Emerging in the postwar Hong Kong Chinese community in the 1950s, Jin Yong’s writing traveled beyond its given place and greatly influenced Chinese around the world. By basing his works on the genre of martial arts novels, Jin has successfully inherited the native literary tradition, long ago expelled by mainstream literature in modern China. Ever since the May Fourth new literature movement, the native literary tradition has been labeled as backward, obsolete, and reactionary because of its inability to keep up with rapid modernization and its reluctance to acknowledge the new vernacular, baihua. However, increasingly scholars have begun to notice the intricate relationship between the native literary tradition and Chinese modernity.

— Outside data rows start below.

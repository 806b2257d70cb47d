// Copyright 2026 The OpenEBS Authors
//
// Licensed under the Apache License, Version 2.0 (the "License");
// you may not use this file except in compliance with the License.
// You may obtain a copy of the License at
//
//     http://www.apache.org/licenses/LICENSE-2.0
//
// Unless required by applicable law or agreed to in writing, software
// distributed under the License is distributed on an "AS IS" BASIS,
// WITHOUT WARRANTIES OR CONDITIONS OF ANY KIND, either express or implied.
// See the License for the specific language governing permissions and
// limitations under the License.

use super::{AttachmentReconciler, STAGING_MODE, iscsi_target, pick_fs_type};
use crate::error::{Error, Result};
use crate::ledger::{TransitionGuard, TransitionStatus};
use crate::types::v1::common::{AccessType, AttachmentPhase};
use crate::types::v1::volume_attachment::{CStorVolumeAttachment, IscsiInfo};
use kube::ResourceExt;
use kube::runtime::events::EventType;
use tokio_util::sync::CancellationToken;
use tracing::{debug, info, instrument};

/// What a stage call asks for, already validated.
#[derive(Clone, Debug, Default)]
pub struct StageRequest {
    pub volume_id: String,
    pub staging_path: String,
    pub access_type: AccessType,
    pub fs_type: String,
    pub mount_options: Vec<String>,
}

impl AttachmentReconciler {
    /// Logs in to the volume's target and mounts it at the staging path.
    ///
    /// A volume that is already staged at the same path with its device still
    /// present is left untouched; one still mounted at another staging path
    /// is refused. A device path recorded by an interrupted
    /// stage is reused without a second login.
    #[instrument(skip_all, fields(volume_id = %req.volume_id))]
    pub async fn stage(
        &self,
        guard: &TransitionGuard,
        cancel: &CancellationToken,
        req: &StageRequest,
    ) -> Result<()> {
        let attachment = self.require_attachment(&req.volume_id).await?;
        if attachment.is_deleting() {
            return Err(Error::unavailable(format!(
                "attachment of volume {} is being deleted",
                req.volume_id
            )));
        }

        let target = self.wait_for_target(guard, cancel, &attachment).await?;

        let mounter = &self.host.mounter;
        let volume = &attachment.spec.volume;
        let block = req.access_type == AccessType::Block;
        let device_present =
            !volume.device_path.is_empty() && mounter.path_exists(&volume.device_path).await;

        if device_present
            && volume.staging_path == req.staging_path
            && (block || mounter.mount_table().await?.is_mounted(&req.staging_path))
        {
            debug!(staging_path = %req.staging_path, "already staged");
            return Ok(());
        }

        // one staging path per volume and node while it is still mounted
        if !volume.staging_path.is_empty()
            && volume.staging_path != req.staging_path
            && mounter.mount_table().await?.is_mounted(&volume.staging_path)
        {
            return Err(Error::AlreadyExists {
                message: format!(
                    "volume {} is already staged at {}",
                    req.volume_id, volume.staging_path
                ),
            });
        }

        guard.set(TransitionStatus::MountUnderProgress);
        let iscsi = IscsiInfo {
            iqn: target.iqn.clone(),
            target_portal: target.portal.clone(),
            iface: attachment.spec.iscsi.iface.clone(),
            lun: target.lun,
        };

        let device = if device_present && attachment.spec.iscsi == iscsi {
            debug!(device = %volume.device_path, "reusing existing session");
            volume.device_path.clone()
        } else {
            self.host.initiator.connect(&iscsi_target(&iscsi)).await?
        };
        info!(%device, portal = %iscsi.target_portal, "device attached");

        let fs_type = pick_fs_type(&req.fs_type, &volume.fs_type).to_owned();
        let options = if req.mount_options.is_empty() {
            volume.mount_options.clone()
        } else {
            req.mount_options.clone()
        };

        // The device path must be on record before anything is mounted.
        let name = attachment.name_any();
        let staged = self
            .store
            .update_attachment(&name, &|a: &mut CStorVolumeAttachment| {
                a.spec.iscsi = iscsi.clone();
                a.spec.volume.device_path = device.clone();
                a.spec.volume.staging_path = req.staging_path.clone();
                a.spec.volume.access_type = req.access_type;
                if !block {
                    a.spec.volume.fs_type = fs_type.clone();
                }
                a.spec.volume.mount_options = options.clone();
                a.add_node_finalizer();
            })
            .await?;

        let table = mounter.mount_table().await?;
        if table.is_mounted(&req.staging_path) {
            debug!(staging_path = %req.staging_path, "staging path already mounted");
        } else {
            mounter.ensure_dir(&req.staging_path, STAGING_MODE).await?;
            if !block
                && let Err(e) = mounter
                    .format_and_mount(&device, &req.staging_path, &fs_type, &options)
                    .await
            {
                guard.set(TransitionStatus::MountFailed);
                self.mark_phase(&staged, AttachmentPhase::MountFailed).await;
                self.event(&staged, EventType::Warning, "MountFailed", &e.to_string())
                    .await;
                return Err(e.into());
            }
        }

        self.store
            .update_attachment_status(&name, &|a: &mut CStorVolumeAttachment| {
                a.set_phase(AttachmentPhase::Staged)
            })
            .await?;
        info!(staging_path = %req.staging_path, "volume staged");
        Ok(())
    }
}
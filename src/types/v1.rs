// Copyright 2026 The OpenEBS Authors
//
// Licensed under the Apache License, Version 2.0 (the "License");
// you may not use this file except in compliance with the License.
// You may obtain a copy of the License at
//
//     http://www.apache.org/licenses/LICENSE-2.0
//
// Unless required by applicable law or agreed to in writing, software
// distributed under the License is distributed on an "AS IS" BASIS,
// WITHOUT WARRANTIES OR CONDITIONS OF ANY KIND, either express or implied.
// See the License for the specific language governing permissions and
// limitations under the License.

pub mod common;
pub mod target;
pub mod volume_attachment;
pub mod volume_config;
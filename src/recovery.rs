// Copyright 2026 The OpenEBS Authors
//
// Licensed under the Apache License, Version 2.0 (the "License");
// you may not use this file except in compliance with the License.
// You may obtain a copy of the License at
//
//     http://www.apache.org/licenses/LICENSE-2.0
//
// Unless required by applicable law or agreed to in writing, software
// distributed under the License is distributed on an "AS IS" BASIS,
// WITHOUT WARRANTIES OR CONDITIONS OF ANY KIND, either express or implied.
// See the License for the specific language governing permissions and
// limitations under the License.

use crate::error::Result;
use crate::ledger::{Ledger, TransitionStatus};
use crate::reconcile::{AttachmentReconciler, settle};
use crate::types::v1::volume_attachment::node_selector;
use std::sync::Arc;
use tracing::{info, warn};

/// Unstages every attachment of this node that was deleted while the process
/// was down. Runs before the plugin starts serving; failures are left to the
/// mount monitor. Returns how many attachments were cleaned up.
pub async fn recover(reconciler: &AttachmentReconciler, ledger: &Arc<Ledger>) -> Result<usize> {
    let node_id = reconciler.node_id();
    let attachments = reconciler
        .store()
        .list_attachments(&node_selector(node_id))
        .await?;

    let mut recovered = 0;
    for attachment in attachments
        .iter()
        .filter(|a| a.is_deleting() && a.node_id() == node_id)
    {
        let volume_id = attachment.volume_id();
        let guard = match ledger.acquire(volume_id, TransitionStatus::UnmountUnderProgress) {
            Ok(guard) => guard,
            Err(busy) => {
                warn!(error = %busy, "skipping recovery");
                continue;
            }
        };

        let result = reconciler.unstage(&guard, volume_id).await;
        match &result {
            Ok(()) => {
                recovered += 1;
                info!(volume_id, "recovered deleted attachment");
            }
            Err(e) => warn!(volume_id, error = %e, "recovery failed; the monitor will retry"),
        }
        settle(guard, &result, TransitionStatus::Unmounted);
    }
    Ok(recovered)
}

#[cfg(test)]
#[allow(clippy::unwrap_used, clippy::expect_used)]
mod tests {
    use super::*;
    use crate::tests::{NodeHarness, staging_path};

    #[tokio::test]
    async fn test_deleted_attachments_are_unstaged_on_start() {
        let h = NodeHarness::new();
        h.published("pvc-a").await;
        h.published("pvc-b").await;
        h.store.mark_attachment_deleted("pvc-a-k8s-1");

        let recovered = recover(&h.reconciler, &h.ledger).await.unwrap();

        assert_eq!(recovered, 1);
        assert!(h.store.attachment("pvc-a-k8s-1").is_none());
        assert!(!h.mounter.is_mounted(&staging_path("pvc-a")));
        assert!(h.mounter.is_mounted(&staging_path("pvc-b")));
        assert_eq!(h.initiator.logouts(), 1);
    }

    #[tokio::test]
    async fn test_failed_recovery_keeps_the_finalizer() {
        let h = NodeHarness::new();
        h.published("pvc-a").await;
        h.store.mark_attachment_deleted("pvc-a-k8s-1");
        h.mounter.fail_unmounts(true);

        let recovered = recover(&h.reconciler, &h.ledger).await.unwrap();

        assert_eq!(recovered, 0);
        let attachment = h.store.attachment("pvc-a-k8s-1").unwrap();
        assert!(attachment.is_deleting());
        assert!(attachment.holds_node_finalizer());
        assert_eq!(h.initiator.logouts(), 0);
        assert!(h.ledger.status("pvc-a").is_none());
    }

    #[tokio::test]
    async fn test_nothing_to_recover() {
        let h = NodeHarness::new();
        h.published("pvc-a").await;
        assert_eq!(recover(&h.reconciler, &h.ledger).await.unwrap(), 0);
        assert!(h.mounter.is_mounted(&staging_path("pvc-a")));
    }
}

In his book Fin-de-Siècle Splendor: Repressed Modernities of Late Qing Fiction, 1848 - 1911, David Der-wei Wang draws our attention to the native literary tradition in late Qing novels, which in his opinion has the capacity to generate its own literary modernity in response to foreign influence, but was repressed or downgraded by modern literary history. He argues:

Repressed modernities point to a genealogy of Chinese fiction since the late nineteenth century that has been wittingly or unwittingly excluded from the canon of literary history, a genealogy that recognizes genres such as science fantasy, depravity fiction, grotesque expose, Mandarin Ducks and Butterflies fiction, neo-impressionism, critical lyricism, and the chivalric novel. These genres are of no less interest to us when we try to imagine what modernity would be like in a Chinese context, although they never made it their goal to define the modern or even to define themselves as modern, as did high-brow literature.